Universities whose presidents were invited to the opening ceremony are University of
Cambridge, University of Edinburgh, Waseda University, Ritsumeikan University, University of Goettingen, University of Hong Kong, The Hong Kong University of Science and Technology and University of Macau, along with Yale, Johns Hopkins and Rice.

“Rice University enjoys a high reputation in the U.S. and the world,” wrote an official from the Chinese Ministry of Education. “Broad exchanges and research ties have been established between Rice and Chinese universities. The vision and efforts of President Leebron make the enhanced educational exchanges possible.”

The invitation from the Chinese Ministry of Education is another indication of the progress Rice has made in achieving its Vision for the Second Century goal of becoming a more global university, particularly by increasing Rice’s visibility in China, said Provost Eugene Levy.

”The investment of time and leadership to initiate and cultivate these relationships is already yielding benefits in terms of the growth in the number of foreign students attending Rice, in the exchange of faculty and students between Rice and Chinese institutions and in the emergence of exciting new research collaborations,” he said. 

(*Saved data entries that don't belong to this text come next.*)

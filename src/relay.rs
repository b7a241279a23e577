use crate::error::SignalingError;
use crate::peer::types::PeerRole;
use crate::registry::SessionCode;
use serde::{Deserialize, Serialize};
use std::collections::HashMap;
use std::sync::{Arc, Mutex};
use tokio::sync::mpsc;
use tracing::{debug, trace};

#[derive(Serialize, Deserialize, Debug, Clone, Copy, PartialEq, Eq)]
#[serde(rename_all = "snake_case")]
pub enum PayloadKind {
    Offer,
    Answer,
    Candidate,
    Abort,
}

/// Конверт сообщения сигналинга. Содержимое payload для реле непрозрачно —
/// оно только маршрутизирует конверт противоположной роли.
#[derive(Serialize, Deserialize, Debug, Clone)]
pub struct RelayMessage {
    pub code: SessionCode,
    pub sender: PeerRole,
    pub kind: PayloadKind,
    pub payload: String,
}

/// Почтовый ящик одной роли: tx живёт в реле, rx выдаётся подписчику
struct Mailbox {
    tx: mpsc::UnboundedSender<RelayMessage>,
    rx: Option<mpsc::UnboundedReceiver<RelayMessage>>,
}

impl Mailbox {
    fn new() -> Self {
        let (tx, rx) = mpsc::unbounded_channel();
        Self { tx, rx: Some(rx) }
    }
}

struct RelaySession {
    initiator: Mailbox,
    responder: Mailbox,
}

impl RelaySession {
    fn mailbox_mut(&mut self, role: PeerRole) -> &mut Mailbox {
        match role {
            PeerRole::Initiator => &mut self.initiator,
            PeerRole::Responder => &mut self.responder,
        }
    }
}

/// Реле: типизированный pub/sub на два конца, по одному на роль,
/// в рамках одного кода сессии. Полезные нагрузки не интерпретирует
/// и после доставки ничего не хранит.
pub struct SignalingRelay {
    sessions: Mutex<HashMap<SessionCode, RelaySession>>,
}

impl SignalingRelay {
    pub fn new() -> Self {
        Self {
            sessions: Mutex::new(HashMap::new()),
        }
    }

    /// Создаёт сессию реле под только что выданный код
    pub fn open(&self, code: &SessionCode) {
        let mut sessions = self.sessions.lock().unwrap();
        sessions.entry(code.clone()).or_insert_with(|| RelaySession {
            initiator: Mailbox::new(),
            responder: Mailbox::new(),
        });
        trace!(target: "signaling", code = %code, "relay session opened");
    }

    /// Идемпотентный снос: недоставленные сообщения пропадают вместе с ящиками
    pub fn close(&self, code: &SessionCode) {
        if self.sessions.lock().unwrap().remove(code).is_some() {
            debug!(target: "signaling", code = %code, "relay session closed");
        }
    }

    pub fn session_exists(&self, code: &SessionCode) -> bool {
        self.sessions.lock().unwrap().contains_key(code)
    }

    /// Доставка противоположной роли; FIFO в рамках отправителя
    pub fn send(&self, message: RelayMessage) -> Result<(), SignalingError> {
        let sessions = self.sessions.lock().unwrap();
        let session = sessions
            .get(&message.code)
            .ok_or(SignalingError::CodeNotFound)?;
        let mailbox = match message.sender.opposite() {
            PeerRole::Initiator => &session.initiator,
            PeerRole::Responder => &session.responder,
        };
        trace!(
            target: "signaling",
            code = %message.code,
            sender = ?message.sender,
            kind = ?message.kind,
            "relaying message"
        );
        // rx не может быть уничтожен, пока сессия существует
        mailbox
            .tx
            .send(message)
            .map_err(|_| SignalingError::CodeNotFound)
    }

    /// Подписка роли на входящие. На (код, роль) — не больше одной живой
    /// подписки; drop подписки возвращает ящик, и пока сессия существует,
    /// можно подписаться заново.
    pub fn subscribe(
        self: &Arc<Self>,
        code: &SessionCode,
        role: PeerRole,
    ) -> Result<RelaySubscription, SignalingError> {
        let mut sessions = self.sessions.lock().unwrap();
        let session = sessions.get_mut(code).ok_or(SignalingError::CodeNotFound)?;
        let rx = session
            .mailbox_mut(role)
            .rx
            .take()
            .ok_or(SignalingError::SessionFull)?;
        Ok(RelaySubscription {
            relay: Arc::clone(self),
            code: code.clone(),
            role,
            rx: Some(rx),
        })
    }

    fn restore(&self, code: &SessionCode, role: PeerRole, rx: mpsc::UnboundedReceiver<RelayMessage>) {
        let mut sessions = self.sessions.lock().unwrap();
        if let Some(session) = sessions.get_mut(code) {
            session.mailbox_mut(role).rx = Some(rx);
        }
        // сессии уже нет — ящик умирает вместе с очередью
    }
}

/// Отменяемый поток входящих конвертов одной роли
pub struct RelaySubscription {
    relay: Arc<SignalingRelay>,
    code: SessionCode,
    role: PeerRole,
    rx: Option<mpsc::UnboundedReceiver<RelayMessage>>,
}

impl RelaySubscription {
    /// `None` — сессия снесена и очередь исчерпана
    pub async fn recv(&mut self) -> Option<RelayMessage> {
        match self.rx.as_mut() {
            Some(rx) => rx.recv().await,
            None => None,
        }
    }

    pub fn role(&self) -> PeerRole {
        self.role
    }
}

impl Drop for RelaySubscription {
    fn drop(&mut self) {
        if let Some(rx) = self.rx.take() {
            self.relay.restore(&self.code, self.role, rx);
        }
    }
}

#[cfg(test)]
mod tests {
    use super::*;

    fn code(s: &str) -> SessionCode {
        SessionCode::parse(s, s.len()).unwrap()
    }

    fn envelope(code_: &SessionCode, sender: PeerRole, n: u32) -> RelayMessage {
        RelayMessage {
            code: code_.clone(),
            sender,
            kind: PayloadKind::Candidate,
            payload: format!("payload-{n}"),
        }
    }

    #[tokio::test]
    async fn routes_to_opposite_role_in_fifo_order() {
        let relay = Arc::new(SignalingRelay::new());
        let code = code("K7QX");
        relay.open(&code);

        let mut responder = relay.subscribe(&code, PeerRole::Responder).unwrap();
        for n in 0..3 {
            relay.send(envelope(&code, PeerRole::Initiator, n)).unwrap();
        }
        for n in 0..3 {
            let msg = responder.recv().await.unwrap();
            assert_eq!(msg.payload, format!("payload-{n}"));
            assert_eq!(msg.sender, PeerRole::Initiator);
        }
    }

    #[tokio::test]
    async fn second_live_subscription_is_rejected() {
        let relay = Arc::new(SignalingRelay::new());
        let code = code("K7QX");
        relay.open(&code);

        let first = relay.subscribe(&code, PeerRole::Initiator).unwrap();
        assert!(matches!(
            relay.subscribe(&code, PeerRole::Initiator),
            Err(SignalingError::SessionFull)
        ));
        // другая роль — свой ящик
        let _responder = relay.subscribe(&code, PeerRole::Responder).unwrap();

        // после drop подписка той же роли снова возможна
        drop(first);
        assert!(relay.subscribe(&code, PeerRole::Initiator).is_ok());
    }

    #[tokio::test]
    async fn send_to_unknown_session_fails() {
        let relay = Arc::new(SignalingRelay::new());
        let code = code("K7QX");
        assert!(matches!(
            relay.send(envelope(&code, PeerRole::Initiator, 0)),
            Err(SignalingError::CodeNotFound)
        ));
    }

    #[tokio::test]
    async fn teardown_ends_streams_and_drops_undelivered() {
        let relay = Arc::new(SignalingRelay::new());
        let code = code("K7QX");
        relay.open(&code);

        let mut responder = relay.subscribe(&code, PeerRole::Responder).unwrap();
        relay.send(envelope(&code, PeerRole::Initiator, 0)).unwrap();
        relay.close(&code);
        relay.close(&code); // идемпотентно

        // что успело попасть в очередь — дочитывается, дальше конец потока
        assert!(responder.recv().await.is_some());
        assert!(responder.recv().await.is_none());
        assert!(!relay.session_exists(&code));
    }

    #[tokio::test]
    async fn resubscribe_after_drop_keeps_queued_messages() {
        let relay = Arc::new(SignalingRelay::new());
        let code = code("K7QX");
        relay.open(&code);

        let sub = relay.subscribe(&code, PeerRole::Responder).unwrap();
        drop(sub);
        relay.send(envelope(&code, PeerRole::Initiator, 7)).unwrap();

        let mut again = relay.subscribe(&code, PeerRole::Responder).unwrap();
        assert_eq!(again.recv().await.unwrap().payload, "payload-7");
    }
}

Earlier this summer Leebron and Sun visited a number of Chinese universities and higher education officials to extend Rice’s international reach and to develop new research collaborations. During that trip, Rice University and China’s Zhejiang University signed an agreement to establish an International Collaborative Center on Quantum Matter, and Leebron received an honorary doctorate from China’s Nankai University in Tianjin, where he lectured on Sino-American relations.